Wandering Dogtown’s trails also brings us somewhere else—back into time. Because this seemingly empty landscape was once, in fact, a town—or at least a settlement. Staked out by colonists in the 17th century, the Commons Settlement (Dogtown, as a name, came much later) soon became home to a small, active community living inland from the harbor. Some forty modest houses were built here, inhabited by folks like Englishman Isaac Dade, who deserted the British Army during the American Revolution, and then found himself plying the Delaware with one George Washington. Later, when he came to Dogtown, animals grazed in the common fields, and people made their living farming and felling timber.

 

And yet in the decades following the Revolution, people started to leave. Fishing, trade and other industries began to flourish down at the harbor, and by the early decades of the 19th century, the Common Settlement was all but abandoned. (For a while, people still brought their animals to graze here.) Those forty known houses would disintegrate with time, leaving only their cellar holes behind for us to peer into and wonder—with curiosity for history, and perhaps a shiver of spookiness—what stories they know. Stone walls, crumbled, and old roads, overgrown but passable on foot, remain, too. 

 

Early in the 20th century, some of the glacial boulders got a makeover. Roger Babson (1875–1967), member of a prominent Gloucester family and founder of Babson College, began hiring out-of-work quarrymen to carve things both inspiring (“Integrity”) and moralizing (“Be on time”) onto them.
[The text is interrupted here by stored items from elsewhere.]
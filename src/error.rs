use std::path::PathBuf;

/// 播放器容器层的错误
#[derive(Debug, thiserror::Error)]
pub enum PlayerError {
    #[error("watchdog is already attached to a media handle")]
    AlreadyAttached,

    #[error("no tokio runtime is available to drive timers")]
    NoRuntime(#[from] tokio::runtime::TryCurrentError),

    #[error("failed to read config {path}: {source}")]
    ConfigRead {
        path: PathBuf,
        #[source]
        source: std::io::Error,
    },

    #[error("failed to parse config {path}: {source}")]
    ConfigParse {
        path: PathBuf,
        #[source]
        source: toml::de::Error,
    },
}

/// 媒体元素操作失败
#[derive(Debug, Clone, PartialEq, thiserror::Error)]
pub enum MediaError {
    #[error("no decoded frame is available")]
    NoFrame,

    #[error("media source is not loaded")]
    NotLoaded,

    #[error("invalid playback rate {0}")]
    InvalidPlaybackRate(f32),
}
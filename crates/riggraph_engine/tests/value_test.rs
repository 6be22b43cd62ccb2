// SPDX-License-Identifier: MIT OR Apache-2.0
//! Variadic plug assignment: matrix recognition, compound and array
//! distribution, scalar typing and the null plug sentinel.

mod common;

use common::{scene, transform};
use riggraph_core::{AttrRequest, AttrType, AttrValue, Node, RigError, Value};

fn numbers(range: std::ops::Range<i64>) -> Vec<Value> {
    range.map(Value::Int).collect()
}

#[test]
fn test_sixteen_numbers_assign_as_matrix() {
    let scene = scene();
    let t = transform(&scene, "t").unwrap();

    t.set("offsetParentMatrix", &numbers(0..16)).unwrap();

    let Some(AttrValue::Matrix(m)) = t.plug("offsetParentMatrix").value().unwrap() else {
        panic!("expected a matrix value");
    };
    assert_eq!(m[0][0], 0.0);
    assert_eq!(m[1][0], 4.0);
    assert_eq!(m[3][3], 15.0);
}

#[test]
fn test_sixteen_numbers_beat_distribution_on_array_plugs() {
    let scene = scene();
    let t = transform(&scene, "t").unwrap();

    // worldMatrix is array-typed, but sixteen numerics are still one
    // matrix for the plug itself, not sixteen element writes.
    t.plug("worldMatrix").set(&numbers(0..16)).unwrap();

    let Some(AttrValue::Matrix(m)) = t.plug("worldMatrix").value().unwrap() else {
        panic!("expected a matrix on the array plug itself");
    };
    assert_eq!(m[2][3], 11.0);
    // No element was touched on the way.
    assert!(t.plug("worldMatrix").child(0usize).value().unwrap().is_none());
}

#[test]
fn test_compound_distribution_across_children() {
    let scene = scene();
    let t = transform(&scene, "t").unwrap();

    t.set("translate", &[1.0.into(), 2.0.into(), 3.0.into()]).unwrap();

    assert_eq!(
        t.plug("translateX").value().unwrap(),
        Some(AttrValue::Float(1.0))
    );
    assert_eq!(
        t.plug("translate").child("translateY").value().unwrap(),
        Some(AttrValue::Float(2.0))
    );
    assert_eq!(
        t.plug("translate").child(2usize).value().unwrap(),
        Some(AttrValue::Float(3.0))
    );
}

#[test]
fn test_array_distribution_recurses_through_sequences() {
    let scene = scene();
    let mult = Node::create(&scene, "multMatrix", Some("mult"), None).unwrap();

    let first: Value = numbers(0..16).into();
    let second: Value = numbers(16..32).into();
    mult.set("matrixIn", &[first, second]).unwrap();

    let Some(AttrValue::Matrix(m0)) = mult.plug("matrixIn").child(0usize).value().unwrap() else {
        panic!("expected matrix in element 0");
    };
    let Some(AttrValue::Matrix(m1)) = mult.plug("matrixIn").child(1usize).value().unwrap() else {
        panic!("expected matrix in element 1");
    };
    assert_eq!(m0[0][0], 0.0);
    assert_eq!(m1[0][0], 16.0);
}

#[test]
fn test_scalar_assignment_by_dynamic_type() {
    let scene = scene();
    let t = transform(&scene, "t").unwrap();

    t.set("visibility", &[false.into()]).unwrap();
    assert_eq!(
        t.plug("visibility").value().unwrap(),
        Some(AttrValue::Bool(false))
    );

    // Integers widen onto float slots.
    t.set("translateX", &[5.into()]).unwrap();
    assert_eq!(
        t.plug("translateX").value().unwrap(),
        Some(AttrValue::Float(5.0))
    );
}

#[test]
fn test_scalar_type_mismatch_is_a_host_rejection() {
    let scene = scene();
    let t = transform(&scene, "t").unwrap();

    let err = t.set("visibility", &["yes".into()]).unwrap_err();
    assert!(matches!(err, RigError::Host(_)));
    assert!(t.plug("visibility").value().unwrap().is_none());
}

#[test]
fn test_multiple_values_on_scalar_plug_fail() {
    let scene = scene();
    let t = transform(&scene, "t").unwrap();

    let err = t.set("translateX", &[1.0.into(), 2.0.into()]).unwrap_err();
    assert!(matches!(err, RigError::Host(_)));
}

#[test]
fn test_child_lookup_by_long_short_and_position() {
    let scene = scene();
    let t = transform(&scene, "t").unwrap();

    let translate = t.plug("translate");
    assert!(translate.is_compound());
    assert_eq!(translate.child("translateY"), t.plug("translateY"));
    assert_eq!(translate.child("ty"), t.plug("translateY"));
    assert_eq!(translate.child(1usize), t.plug("translateY"));

    // Short names resolve at the node level too.
    assert_eq!(t.plug("t"), translate);
}

#[test]
fn test_array_elements_are_sparse_with_logical_indices() {
    let scene = scene();
    let t = transform(&scene, "t").unwrap();

    let wm = t.plug("worldMatrix");
    assert!(wm.is_array());

    let seventh = wm.child(7usize);
    assert!(!seventh.is_null());
    assert_eq!(seventh.logical_index(), Some(7));
    // Re-indexing yields the same element, not a new one.
    assert_eq!(wm.child(7usize), seventh);
}

#[test]
fn test_indexing_misses_yield_null_and_chain() {
    let scene = scene();
    let t = transform(&scene, "t").unwrap();

    let missing = t.plug("noSuchAttr");
    assert!(missing.is_null());
    // The null plug indexes to itself, so deep lookups never panic.
    assert!(missing.child("x").is_null());
    assert!(missing.child(0usize).is_null());

    // Scalars have no children, by name or position.
    assert!(t.plug("translateX").child("x").is_null());
    assert!(t.plug("translateX").child(0usize).is_null());
    // Name lookup into an array is a miss too.
    assert!(t.plug("worldMatrix").child("first").is_null());
}

#[test]
fn test_null_plug_operations_fail_cleanly() {
    let scene = scene();
    let t = transform(&scene, "t").unwrap();
    let missing = t.plug("noSuchAttr");

    assert!(matches!(missing.set(&[1.into()]), Err(RigError::NullPlug)));
    assert!(matches!(missing.value(), Err(RigError::NullPlug)));
    assert!(matches!(missing.name(), Err(RigError::NullPlug)));
    assert!(missing.source().is_none());
    assert!(missing.destinations().is_empty());
}

#[test]
fn test_add_attr_creates_a_settable_plug() {
    let scene = scene();
    let t = transform(&scene, "t").unwrap();

    let space = t
        .add_attr(&AttrRequest::new("space", "spc", AttrType::Int))
        .unwrap();
    space.set(&[2.into()]).unwrap();
    assert_eq!(space.value().unwrap(), Some(AttrValue::Int(2)));
    assert_eq!(t.plug("space"), space);
    assert_eq!(t.plug("spc"), space);

    // Re-adding under either name is a host rejection.
    let err = t
        .add_attr(&AttrRequest::new("space", "sp2", AttrType::Int))
        .unwrap_err();
    assert!(matches!(err, RigError::Host(_)));
}

#[test]
fn test_string_scalar_round_trip() {
    let scene = scene();
    let meta = Node::create(&scene, "container", Some("meta"), None).unwrap();

    meta.set("containerType", &["rig".into()]).unwrap();
    assert_eq!(
        meta.plug("containerType").value().unwrap(),
        Some(AttrValue::String("rig".to_owned()))
    );
}
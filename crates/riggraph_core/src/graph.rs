// SPDX-License-Identifier: MIT OR Apache-2.0
//! Selection sets: ordered, deduplicated collections of node and plug
//! references, with set algebra and hierarchy derivation.
//!
//! A [`Graph`] is a *selection*, not graph storage: it is built from
//! explicit adds or host queries, and every derivation is scoped
//! strictly to its own membership, never the full host graph.

use indexmap::IndexMap;
use std::fmt;

use crate::error::{Result, RigError};
use crate::host::{LsFilter, PlugHandle, RelativesFilter, SceneRef, VertexHandle};
use crate::node::Node;
use crate::plug::Plug;

/// One member of a selection: a node or a plug reference.
///
/// The variant is fixed at insertion time; use sites pattern-match
/// instead of probing.
#[derive(Debug, Clone, PartialEq, Eq, Hash)]
pub enum SceneItem {
    /// A vertex reference
    Node(Node),
    /// An attribute slot reference
    Plug(Plug),
}

impl SceneItem {
    /// The node, when this member is one.
    pub fn as_node(&self) -> Option<&Node> {
        match self {
            Self::Node(n) => Some(n),
            Self::Plug(_) => None,
        }
    }

    /// The plug, when this member is one.
    pub fn as_plug(&self) -> Option<&Plug> {
        match self {
            Self::Plug(p) => Some(p),
            Self::Node(_) => None,
        }
    }

    fn key(&self) -> Option<ItemKey> {
        match self {
            Self::Node(n) => Some(ItemKey::Vertex(n.handle())),
            Self::Plug(p) => p.handle().map(ItemKey::Plug),
        }
    }
}

impl From<Node> for SceneItem {
    fn from(n: Node) -> Self {
        Self::Node(n)
    }
}

impl From<Plug> for SceneItem {
    fn from(p: Plug) -> Self {
        Self::Plug(p)
    }
}

impl fmt::Display for SceneItem {
    fn fmt(&self, f: &mut fmt::Formatter<'_>) -> fmt::Result {
        match self {
            Self::Node(n) => n.fmt(f),
            Self::Plug(p) => p.fmt(f),
        }
    }
}

/// Membership key: the underlying host handle, never wrapper identity.
#[derive(Debug, Clone, Copy, PartialEq, Eq, Hash)]
enum ItemKey {
    Vertex(VertexHandle),
    Plug(PlugHandle),
}

/// An ordered, deduplicated selection of node/plug references.
///
/// Iteration order is insertion order (host ordering for query-built
/// selections). Adding a member already present is a no-op. Equality
/// is set equality over the underlying handles; order is presentation
/// only.
#[derive(Debug, Clone, Default)]
pub struct Graph {
    items: IndexMap<ItemKey, SceneItem>,
}

impl Graph {
    /// Create an empty selection.
    pub fn new() -> Self {
        Self::default()
    }

    /// Add a member, deduplicating by underlying handle.
    ///
    /// Returns whether the selection changed. Null plugs are not
    /// members and are ignored.
    pub fn add(&mut self, item: impl Into<SceneItem>) -> bool {
        let item = item.into();
        let Some(key) = item.key() else {
            return false;
        };
        if self.items.contains_key(&key) {
            return false;
        }
        self.items.insert(key, item);
        true
    }

    /// In-place accumulation of another selection's members.
    pub fn extend(&mut self, other: &Graph) {
        for item in other.iter() {
            self.add(item.clone());
        }
    }

    /// Whether the selection contains this member, by underlying handle.
    pub fn contains(&self, item: &SceneItem) -> bool {
        item.key().is_some_and(|k| self.items.contains_key(&k))
    }

    /// Whether the selection contains this node.
    pub fn contains_node(&self, node: &Node) -> bool {
        self.items.contains_key(&ItemKey::Vertex(node.handle()))
    }

    /// Number of members.
    pub fn len(&self) -> usize {
        self.items.len()
    }

    /// Whether the selection is empty.
    pub fn is_empty(&self) -> bool {
        self.items.is_empty()
    }

    /// Random access into the ordered selection.
    pub fn get(&self, index: usize) -> Option<&SceneItem> {
        self.items.get_index(index).map(|(_, item)| item)
    }

    /// Iterate members in selection order.
    pub fn iter(&self) -> impl Iterator<Item = &SceneItem> {
        self.items.values()
    }

    /// Iterate only the node members, in selection order.
    pub fn nodes(&self) -> impl Iterator<Item = &Node> {
        self.iter().filter_map(SceneItem::as_node)
    }

    // --- set algebra ----------------------------------------------------

    /// Members of `self` followed by members of `other` not already
    /// present. Operands are untouched.
    pub fn union(&self, other: &Graph) -> Graph {
        let mut out = self.clone();
        out.extend(other);
        out
    }

    /// Members present in both selections, in `self` order.
    pub fn intersection(&self, other: &Graph) -> Graph {
        let mut out = Graph::new();
        for item in self.iter() {
            if other.contains(item) {
                out.add(item.clone());
            }
        }
        out
    }

    /// Members of `self` not present in `other`.
    pub fn difference(&self, other: &Graph) -> Graph {
        let mut out = Graph::new();
        for item in self.iter() {
            if !other.contains(item) {
                out.add(item.clone());
            }
        }
        out
    }

    /// Members present in exactly one of the two selections.
    pub fn symmetric_difference(&self, other: &Graph) -> Graph {
        let mut out = self.difference(other);
        out.extend(&other.difference(self));
        out
    }

    // --- host queries ---------------------------------------------------

    /// Build a selection from the host's bulk list query.
    ///
    /// An empty result is an empty selection, never an error.
    pub fn ls(scene: &SceneRef, filter: &LsFilter) -> Graph {
        let handles = scene.borrow().ls(filter);
        Self::from_vertices(scene, handles)
    }

    /// Build a selection from a vertex's upstream construction history.
    pub fn list_history(scene: &SceneRef, node: &Node) -> Graph {
        let handles = scene.borrow().list_history(node.handle());
        Self::from_vertices(scene, handles)
    }

    /// Build a selection from a vertex's structural relatives.
    pub fn list_relatives(scene: &SceneRef, node: &Node, filter: &RelativesFilter) -> Graph {
        let handles = scene.borrow().list_relatives(node.handle(), filter);
        Self::from_vertices(scene, handles)
    }

    fn from_vertices(scene: &SceneRef, handles: Vec<VertexHandle>) -> Graph {
        let mut out = Graph::new();
        for handle in handles {
            out.add(Node::wrap(scene, handle));
        }
        out
    }

    // --- hierarchy derivation -------------------------------------------

    /// Members that are not structural descendants of any other member.
    ///
    /// Members without hierarchy capability (plugs, non-hierarchical
    /// vertices) are skipped when `safe` is on, and fail with
    /// [`RigError::NotHierarchical`] when it is off. A hierarchical
    /// member that simply has no parents is a valid root, never an
    /// error.
    pub fn dag_roots(&self, safe: bool) -> Result<Graph> {
        let mut out = Graph::new();
        for item in self.iter() {
            let node = match self.hierarchical_member(item, safe)? {
                Some(node) => node,
                None => continue,
            };
            let scene = node.scene().borrow();
            let mut is_root = true;
            for other in self.nodes() {
                if other == node {
                    continue;
                }
                if scene.is_ancestor_of(other.handle(), node.handle()) {
                    is_root = false;
                    break;
                }
            }
            drop(scene);
            if is_root {
                out.add(node.clone());
            }
        }
        Ok(out)
    }

    /// Members (excluding `node`) that are structural descendants of
    /// `node`, at any depth. A non-hierarchical `node` yields an empty
    /// selection.
    pub fn children_of(&self, node: &Node) -> Graph {
        self.reachable(node, Direction::Down)
    }

    /// Members (excluding `node`) that are structural ancestors of
    /// `node`, at any depth.
    pub fn parents_of(&self, node: &Node) -> Graph {
        self.reachable(node, Direction::Up)
    }

    /// The immediate descendant frontier: descendants of `node` in this
    /// selection that are not reachable only through another member of
    /// that same descendant set.
    pub fn direct_children_of(&self, node: &Node) -> Graph {
        self.direct_frontier(node, Direction::Down)
    }

    /// The nearest ancestor of `node` within this selection, if any.
    ///
    /// Symmetric to [`Graph::direct_children_of`] but upward; the
    /// reduction yields at most a handful of candidates and the first
    /// in selection order is returned.
    pub fn direct_parent_of(&self, node: &Node) -> Option<Node> {
        self.direct_frontier(node, Direction::Up)
            .nodes()
            .next()
            .cloned()
    }

    /// Full reachable set in one direction, scoped to the selection.
    /// Self-membership is stripped before any ancestry test so a member
    /// never matches as its own ancestor or descendant.
    fn reachable(&self, node: &Node, direction: Direction) -> Graph {
        let mut out = Graph::new();
        if !node.is_hierarchical() {
            return out;
        }
        let scene = node.scene().borrow();
        for member in self.nodes() {
            if member == node {
                continue;
            }
            let related = match direction {
                Direction::Down => scene.is_ancestor_of(node.handle(), member.handle()),
                Direction::Up => scene.is_ancestor_of(member.handle(), node.handle()),
            };
            if related {
                out.add(member.clone());
            }
        }
        drop(scene);
        out
    }

    /// Transitive reduction, shared by both directions: compute the
    /// full reachable set, then subtract the union of each member's
    /// own reachable set within it.
    fn direct_frontier(&self, node: &Node, direction: Direction) -> Graph {
        let full = self.reachable(node, direction);
        let mut transitive = Graph::new();
        for member in full.nodes() {
            transitive.extend(&full.reachable(member, direction));
        }
        full.difference(&transitive)
    }

    fn hierarchical_member<'a>(&self, item: &'a SceneItem, safe: bool) -> Result<Option<&'a Node>> {
        if let SceneItem::Node(node) = item {
            if node.is_hierarchical() {
                return Ok(Some(node));
            }
        }
        if safe {
            Ok(None)
        } else {
            Err(RigError::NotHierarchical {
                what: item.to_string(),
            })
        }
    }
}

/// Direction of a hierarchy derivation.
#[derive(Debug, Clone, Copy, PartialEq, Eq)]
enum Direction {
    Down,
    Up,
}

impl PartialEq for Graph {
    fn eq(&self, other: &Self) -> bool {
        self.len() == other.len() && self.iter().all(|item| other.contains(item))
    }
}

impl Eq for Graph {}

impl FromIterator<SceneItem> for Graph {
    fn from_iter<T: IntoIterator<Item = SceneItem>>(iter: T) -> Self {
        let mut out = Graph::new();
        for item in iter {
            out.add(item);
        }
        out
    }
}
// SPDX-License-Identifier: MIT OR Apache-2.0
//! Bulk selection queries: list-matching, construction history and
//! structural relatives.

use indexmap::IndexSet;

use riggraph_core::{LsFilter, RelativesFilter, VertexHandle};

use crate::scene::Scene;

impl Scene {
    /// Vertices matching the filter, in creation order.
    pub(crate) fn query_ls(&self, filter: &LsFilter) -> Vec<VertexHandle> {
        self.vertices
            .iter()
            .filter(|(handle, record)| {
                if let Some(vertex_type) = &filter.vertex_type {
                    if record.type_name != *vertex_type {
                        return false;
                    }
                }
                if let Some(pattern) = &filter.pattern {
                    let name = self
                        .display_name(**handle)
                        .unwrap_or_else(|_| record.name.clone());
                    if !wildcard_match(pattern, &name) {
                        return false;
                    }
                }
                true
            })
            .map(|(handle, _)| *handle)
            .collect()
    }

    /// Upstream construction history: the vertex itself, then every
    /// vertex reachable through incoming connections, depth-first.
    pub(crate) fn query_history(&self, vertex: VertexHandle) -> Vec<VertexHandle> {
        let mut seen = IndexSet::new();
        self.history_visit(vertex, &mut seen);
        seen.into_iter().collect()
    }

    fn history_visit(&self, vertex: VertexHandle, seen: &mut IndexSet<VertexHandle>) {
        if !self.vertices.contains_key(&vertex) || !seen.insert(vertex) {
            return;
        }
        for (dest, source) in &self.incoming {
            let Some(dest_record) = self.plugs.get(dest) else {
                continue;
            };
            if dest_record.vertex != vertex {
                continue;
            }
            if let Some(source_record) = self.plugs.get(source) {
                self.history_visit(source_record.vertex, seen);
            }
        }
    }

    /// Structural relatives per the filter flags, children before
    /// parents before deep descendants.
    pub(crate) fn query_relatives(
        &self,
        vertex: VertexHandle,
        filter: &RelativesFilter,
    ) -> Vec<VertexHandle> {
        let mut out = IndexSet::new();
        let Some(record) = self.vertices.get(&vertex) else {
            return Vec::new();
        };
        if filter.children {
            out.extend(record.children.iter().copied());
        }
        if filter.parents {
            out.extend(record.parent);
        }
        if filter.all_descendants {
            self.descend(vertex, &mut out);
        }
        out.into_iter().collect()
    }

    fn descend(&self, vertex: VertexHandle, out: &mut IndexSet<VertexHandle>) {
        let Some(record) = self.vertices.get(&vertex) else {
            return;
        };
        for &child in &record.children {
            if out.insert(child) {
                self.descend(child, out);
            }
        }
    }
}

/// Match a display name against a `*` wildcard pattern. Segments
/// between stars must appear in order; a pattern without stars is an
/// exact match.
fn wildcard_match(pattern: &str, name: &str) -> bool {
    if !pattern.contains('*') {
        return pattern == name;
    }
    let mut remainder = name;
    let segments: Vec<&str> = pattern.split('*').collect();
    let last = segments.len() - 1;
    for (idx, segment) in segments.iter().enumerate() {
        if segment.is_empty() {
            continue;
        }
        if idx == 0 {
            let Some(rest) = remainder.strip_prefix(segment) else {
                return false;
            };
            remainder = rest;
        } else if idx == last {
            return remainder.ends_with(segment);
        } else {
            let Some(pos) = remainder.find(segment) else {
                return false;
            };
            remainder = &remainder[pos + segment.len()..];
        }
    }
    true
}

#[cfg(test)]
mod tests {
    use super::*;

    #[test]
    fn test_wildcard_exact_and_star() {
        assert!(wildcard_match("arm_ctrl", "arm_ctrl"));
        assert!(!wildcard_match("arm_ctrl", "arm_ctrl1"));
        assert!(wildcard_match("*_ctrl", "arm_ctrl"));
        assert!(wildcard_match("arm_*", "arm_ctrl"));
        assert!(wildcard_match("*", "anything"));
        assert!(wildcard_match("a*c", "abc"));
        assert!(!wildcard_match("a*c", "abd"));
    }

    #[test]
    fn test_wildcard_middle_segments_in_order() {
        assert!(wildcard_match("l_*_jnt*", "l_arm_jnt2"));
        assert!(!wildcard_match("l_*_jnt", "r_arm_jnt"));
    }
}
// SPDX-License-Identifier: MIT OR Apache-2.0
//! Node handles: references to one vertex in the host graph.

use std::fmt;
use std::hash::{Hash, Hasher};

use crate::error::Result;
use crate::host::{AttrRequest, SceneRef, VertexHandle};
use crate::plug::Plug;
use crate::value::Value;

/// A reference to one vertex in the host graph.
///
/// The wrapper has no lifetime of its own: dropping it never touches
/// the vertex, and two wrappers over the same vertex compare and hash
/// equal. Name, hierarchy and attribute lookups are live round-trips
/// to the host, never cached.
#[derive(Clone)]
pub struct Node {
    scene: SceneRef,
    handle: VertexHandle,
}

impl Node {
    /// Request creation of a new vertex from the host.
    ///
    /// With a `parent`, the vertex is created as its structural child;
    /// otherwise it is free-standing. Name assignment is best effort -
    /// the host may disambiguate on collision, so re-read [`Node::name`]
    /// rather than assuming the requested name stuck.
    pub fn create(
        scene: &SceneRef,
        type_name: &str,
        name: Option<&str>,
        parent: Option<&Node>,
    ) -> Result<Node> {
        let handle = scene
            .borrow_mut()
            .create_vertex(type_name, name, parent.map(|p| p.handle))?;
        let node = Node::wrap(scene, handle);
        tracing::debug!("created {} vertex {}", type_name, node);
        Ok(node)
    }

    /// Resolve a display name to a node, if the host knows it.
    pub fn from_name(scene: &SceneRef, name: &str) -> Option<Node> {
        let handle = scene.borrow().lookup_vertex(name)?;
        Some(Node::wrap(scene, handle))
    }

    /// Wrap a host vertex handle.
    pub fn wrap(scene: &SceneRef, handle: VertexHandle) -> Node {
        Node {
            scene: scene.clone(),
            handle,
        }
    }

    /// The underlying host handle.
    pub fn handle(&self) -> VertexHandle {
        self.handle
    }

    /// The scene this node belongs to.
    pub fn scene(&self) -> &SceneRef {
        &self.scene
    }

    /// Whether the handle still refers to a live vertex.
    pub fn exists(&self) -> bool {
        self.scene.borrow().vertex_exists(self.handle)
    }

    /// Shortest unambiguous display name, falling back to a qualified
    /// path when the short form is ambiguous.
    pub fn name(&self) -> Result<String> {
        Ok(self.scene.borrow().vertex_name(self.handle)?)
    }

    /// Request a rename, returning the name the host actually assigned.
    pub fn rename(&self, name: &str) -> Result<String> {
        let assigned = self.scene.borrow_mut().rename_vertex(self.handle, name)?;
        tracing::debug!("renamed vertex to {}", assigned);
        Ok(assigned)
    }

    /// Type name of the vertex.
    pub fn type_name(&self) -> Result<String> {
        Ok(self.scene.borrow().vertex_type(self.handle)?)
    }

    /// Whether the vertex participates in the structural hierarchy.
    pub fn is_hierarchical(&self) -> bool {
        self.scene.borrow().is_hierarchical(self.handle)
    }

    /// Immediate structural parents, derived live from the host.
    pub fn parents(&self) -> Vec<Node> {
        let scene = self.scene.borrow();
        (0..scene.parent_count(self.handle))
            .filter_map(|idx| scene.parent_at(self.handle, idx))
            .map(|h| Node::wrap(&self.scene, h))
            .collect()
    }

    /// Immediate structural children, derived live from the host.
    pub fn children(&self) -> Vec<Node> {
        let scene = self.scene.borrow();
        (0..scene.child_count(self.handle))
            .filter_map(|idx| scene.child_at(self.handle, idx))
            .map(|h| Node::wrap(&self.scene, h))
            .collect()
    }

    /// Resolve an attribute name to a plug.
    ///
    /// When this vertex is a container, its published interface is
    /// consulted first, so external callers keep working when the
    /// internal wiring behind a published name is swapped. A miss on
    /// both paths yields the null plug.
    pub fn plug(&self, name: &str) -> Plug {
        let scene = self.scene.borrow();
        if scene.is_container(self.handle) {
            for (published, handle) in scene.published_plugs(self.handle) {
                if published == name {
                    return Plug::wrap(&self.scene, handle);
                }
            }
        }
        match scene.find_plug(self.handle, name) {
            Some(handle) => Plug::wrap(&self.scene, handle),
            None => Plug::null(&self.scene),
        }
    }

    /// Resolve an attribute name and assign through the variadic
    /// setter; `node.set(key, args)` is `node.plug(key).set(args)`.
    pub fn set(&self, key: &str, args: &[Value]) -> Result<()> {
        self.plug(key).set(args)
    }

    /// Add a dynamic attribute to this vertex, returning its plug.
    pub fn add_attr(&self, request: &AttrRequest) -> Result<Plug> {
        let handle = self.scene.borrow_mut().add_attribute(self.handle, request)?;
        Ok(Plug::wrap(&self.scene, handle))
    }
}

impl PartialEq for Node {
    fn eq(&self, other: &Self) -> bool {
        self.handle == other.handle
    }
}

impl Eq for Node {}

impl Hash for Node {
    fn hash<H: Hasher>(&self, state: &mut H) {
        self.handle.hash(state);
    }
}

impl fmt::Debug for Node {
    fn fmt(&self, f: &mut fmt::Formatter<'_>) -> fmt::Result {
        f.debug_tuple("Node").field(&self.to_string()).finish()
    }
}

impl fmt::Display for Node {
    fn fmt(&self, f: &mut fmt::Formatter<'_>) -> fmt::Result {
        let name = self
            .scene
            .borrow()
            .vertex_name(self.handle)
            .unwrap_or_else(|_| format!("<vertex {:?}>", self.handle.0));
        f.write_str(&name)
    }
}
To find these marked boulders, walk from the Cherry Street lot through the gate and continue past the compost area on the right for fifteen minutes or so. Babson also researched and marked the cellar holes, and the first boulders to appear will bear numbers, pointing the cellars out. When you see #18, head right. With the thinning leaves, the boulders and cellar holes should be easier to spot. 

 

In its last years, Dogtown acquired a reputation that persists—as a place of desolation, hauntedness, even misery. (It’s said that one late resident crawled beneath a rock in his cellar to die.) Elderly, often war-widowed women who remained there found themselves accused of witchcraft—their dogs became, perhaps, the source of the area’s name today. (After your hike, you can scratch your history itch at the Sawyer Free Library or the archives of the Cape Ann Museum, where books and documents on Dogtown’s history abound.)

 

Artists and writers have flocked to Dogtown for its strange landscape, mystery, and now-legendary past for more than a century. Marsden Hartley, a great modern painter, came here and captured the surreal landscape of boulders—a great example of which is in the Cape Ann Museum collection. Writers from Henry David Thoreau to Charles Olson, Jonathan Bayliss and Vincent Ferrini have all memorialized its landscape and its atmosphere. And that tradition continues with many writers in Gloucester today. Bring a notebook, record your impressions: is there a poem or story for you here?